What you are asked to do: Check each line of the data below for the string "QuoteProvider". Then give the number of lines that have it, without anything else.

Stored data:
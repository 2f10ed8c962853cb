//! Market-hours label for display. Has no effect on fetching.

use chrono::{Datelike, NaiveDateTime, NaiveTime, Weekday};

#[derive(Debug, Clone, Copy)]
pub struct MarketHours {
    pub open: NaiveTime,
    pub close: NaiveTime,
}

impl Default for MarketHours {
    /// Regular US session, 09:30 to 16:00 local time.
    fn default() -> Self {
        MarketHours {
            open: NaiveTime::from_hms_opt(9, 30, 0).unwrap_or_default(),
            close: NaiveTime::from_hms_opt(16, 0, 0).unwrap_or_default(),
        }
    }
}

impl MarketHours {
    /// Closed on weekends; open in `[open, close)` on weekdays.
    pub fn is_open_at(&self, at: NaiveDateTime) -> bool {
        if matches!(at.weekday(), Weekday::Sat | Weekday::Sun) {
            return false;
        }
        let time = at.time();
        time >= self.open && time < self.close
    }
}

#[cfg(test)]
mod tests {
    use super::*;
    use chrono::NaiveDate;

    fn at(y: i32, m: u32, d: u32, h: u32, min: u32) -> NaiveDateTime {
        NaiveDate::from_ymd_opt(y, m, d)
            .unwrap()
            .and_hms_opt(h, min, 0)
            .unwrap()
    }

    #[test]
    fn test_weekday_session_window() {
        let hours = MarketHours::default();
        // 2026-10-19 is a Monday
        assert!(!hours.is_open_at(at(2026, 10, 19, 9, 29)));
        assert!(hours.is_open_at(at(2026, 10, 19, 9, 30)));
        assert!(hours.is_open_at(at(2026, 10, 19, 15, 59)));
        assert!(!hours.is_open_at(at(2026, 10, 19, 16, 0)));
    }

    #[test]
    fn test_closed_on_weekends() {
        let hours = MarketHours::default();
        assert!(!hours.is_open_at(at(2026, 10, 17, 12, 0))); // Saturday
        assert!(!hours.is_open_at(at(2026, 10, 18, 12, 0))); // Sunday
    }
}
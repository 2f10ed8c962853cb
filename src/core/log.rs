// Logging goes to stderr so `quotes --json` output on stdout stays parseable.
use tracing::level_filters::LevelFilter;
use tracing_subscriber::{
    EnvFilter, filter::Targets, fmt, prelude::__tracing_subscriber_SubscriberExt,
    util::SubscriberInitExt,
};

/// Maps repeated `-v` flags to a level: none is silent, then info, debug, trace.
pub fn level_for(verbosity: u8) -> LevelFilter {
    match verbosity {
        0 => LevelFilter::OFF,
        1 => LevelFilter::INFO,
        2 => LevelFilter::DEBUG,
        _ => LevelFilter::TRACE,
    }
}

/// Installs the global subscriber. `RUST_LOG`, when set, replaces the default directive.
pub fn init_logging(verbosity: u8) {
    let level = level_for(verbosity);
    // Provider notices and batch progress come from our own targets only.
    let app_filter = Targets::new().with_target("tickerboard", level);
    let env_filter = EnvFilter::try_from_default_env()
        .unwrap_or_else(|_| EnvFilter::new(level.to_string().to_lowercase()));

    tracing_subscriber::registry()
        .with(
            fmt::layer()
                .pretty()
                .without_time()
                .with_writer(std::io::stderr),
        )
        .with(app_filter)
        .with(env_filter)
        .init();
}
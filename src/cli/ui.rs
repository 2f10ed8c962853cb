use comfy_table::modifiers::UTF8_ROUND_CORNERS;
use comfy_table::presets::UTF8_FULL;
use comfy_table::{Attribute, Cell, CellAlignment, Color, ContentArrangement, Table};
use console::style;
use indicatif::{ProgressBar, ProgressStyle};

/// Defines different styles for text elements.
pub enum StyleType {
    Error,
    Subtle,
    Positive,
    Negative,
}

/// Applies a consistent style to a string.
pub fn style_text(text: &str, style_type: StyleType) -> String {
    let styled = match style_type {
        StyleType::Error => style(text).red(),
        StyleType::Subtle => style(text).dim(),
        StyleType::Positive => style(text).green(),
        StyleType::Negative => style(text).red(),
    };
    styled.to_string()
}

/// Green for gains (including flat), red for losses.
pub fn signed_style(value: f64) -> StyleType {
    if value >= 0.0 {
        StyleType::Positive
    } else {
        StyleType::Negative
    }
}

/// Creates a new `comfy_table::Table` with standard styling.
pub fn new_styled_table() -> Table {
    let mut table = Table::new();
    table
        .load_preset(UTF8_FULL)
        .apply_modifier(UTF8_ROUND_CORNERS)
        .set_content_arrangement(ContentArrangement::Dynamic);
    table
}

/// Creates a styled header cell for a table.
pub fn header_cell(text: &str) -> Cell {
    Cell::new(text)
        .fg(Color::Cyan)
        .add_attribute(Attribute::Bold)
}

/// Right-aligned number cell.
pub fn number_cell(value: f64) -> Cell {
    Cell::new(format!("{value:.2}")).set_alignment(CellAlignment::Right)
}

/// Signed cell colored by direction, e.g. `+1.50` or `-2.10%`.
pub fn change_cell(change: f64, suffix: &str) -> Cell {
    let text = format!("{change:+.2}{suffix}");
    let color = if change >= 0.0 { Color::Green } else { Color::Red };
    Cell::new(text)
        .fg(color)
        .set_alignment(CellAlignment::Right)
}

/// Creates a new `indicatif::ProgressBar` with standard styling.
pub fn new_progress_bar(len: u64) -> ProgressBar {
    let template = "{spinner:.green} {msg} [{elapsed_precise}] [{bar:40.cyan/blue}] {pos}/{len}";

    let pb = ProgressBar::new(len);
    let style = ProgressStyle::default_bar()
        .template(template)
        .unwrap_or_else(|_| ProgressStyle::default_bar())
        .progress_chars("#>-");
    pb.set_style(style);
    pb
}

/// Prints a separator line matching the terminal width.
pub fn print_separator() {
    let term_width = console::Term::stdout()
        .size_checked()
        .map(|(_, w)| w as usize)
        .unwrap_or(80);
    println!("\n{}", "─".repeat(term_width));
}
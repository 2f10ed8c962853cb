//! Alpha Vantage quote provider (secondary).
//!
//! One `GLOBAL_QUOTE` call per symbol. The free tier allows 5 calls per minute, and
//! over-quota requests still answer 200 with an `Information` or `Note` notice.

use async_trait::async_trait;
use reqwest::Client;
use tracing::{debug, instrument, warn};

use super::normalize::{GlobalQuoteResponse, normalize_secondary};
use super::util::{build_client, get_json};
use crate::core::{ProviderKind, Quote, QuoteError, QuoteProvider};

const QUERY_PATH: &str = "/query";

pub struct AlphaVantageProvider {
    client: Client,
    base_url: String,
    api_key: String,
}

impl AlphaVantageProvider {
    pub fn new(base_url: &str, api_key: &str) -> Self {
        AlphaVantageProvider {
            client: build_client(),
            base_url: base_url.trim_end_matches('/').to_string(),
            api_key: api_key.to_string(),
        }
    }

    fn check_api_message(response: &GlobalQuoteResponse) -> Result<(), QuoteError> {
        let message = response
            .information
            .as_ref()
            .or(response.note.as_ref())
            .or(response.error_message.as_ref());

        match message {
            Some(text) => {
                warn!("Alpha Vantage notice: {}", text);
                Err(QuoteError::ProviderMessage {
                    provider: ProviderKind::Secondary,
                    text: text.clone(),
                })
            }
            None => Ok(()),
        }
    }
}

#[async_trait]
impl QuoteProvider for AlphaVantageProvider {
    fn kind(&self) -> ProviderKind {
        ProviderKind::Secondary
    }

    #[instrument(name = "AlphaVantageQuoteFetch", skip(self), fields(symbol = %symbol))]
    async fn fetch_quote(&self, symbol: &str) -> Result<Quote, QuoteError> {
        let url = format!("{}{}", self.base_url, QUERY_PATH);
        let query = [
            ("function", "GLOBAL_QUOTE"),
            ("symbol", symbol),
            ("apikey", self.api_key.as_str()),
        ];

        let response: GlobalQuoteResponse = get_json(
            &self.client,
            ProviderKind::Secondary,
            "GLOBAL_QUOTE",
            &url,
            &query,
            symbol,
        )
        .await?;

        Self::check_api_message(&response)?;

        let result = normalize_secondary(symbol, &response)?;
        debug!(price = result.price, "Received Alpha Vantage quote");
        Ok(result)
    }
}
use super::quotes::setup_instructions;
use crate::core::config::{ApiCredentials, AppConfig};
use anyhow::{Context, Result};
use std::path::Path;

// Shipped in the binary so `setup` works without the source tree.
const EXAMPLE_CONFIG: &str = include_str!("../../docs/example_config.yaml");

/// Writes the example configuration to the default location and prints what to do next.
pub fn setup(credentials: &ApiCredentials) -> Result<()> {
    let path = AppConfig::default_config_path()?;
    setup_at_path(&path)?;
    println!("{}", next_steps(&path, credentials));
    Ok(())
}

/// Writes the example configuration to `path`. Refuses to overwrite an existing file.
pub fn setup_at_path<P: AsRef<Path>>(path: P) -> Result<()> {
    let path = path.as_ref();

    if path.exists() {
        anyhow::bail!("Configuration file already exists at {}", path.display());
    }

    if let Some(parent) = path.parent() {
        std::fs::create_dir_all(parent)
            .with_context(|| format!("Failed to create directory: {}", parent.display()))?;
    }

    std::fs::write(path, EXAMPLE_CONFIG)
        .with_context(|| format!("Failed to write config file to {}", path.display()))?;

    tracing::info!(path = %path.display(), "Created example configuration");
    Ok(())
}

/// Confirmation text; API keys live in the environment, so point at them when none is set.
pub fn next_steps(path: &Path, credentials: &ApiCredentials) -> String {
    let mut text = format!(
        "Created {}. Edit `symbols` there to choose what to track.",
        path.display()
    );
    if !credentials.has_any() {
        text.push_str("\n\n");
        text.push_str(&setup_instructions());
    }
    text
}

Solution to the exercise: 2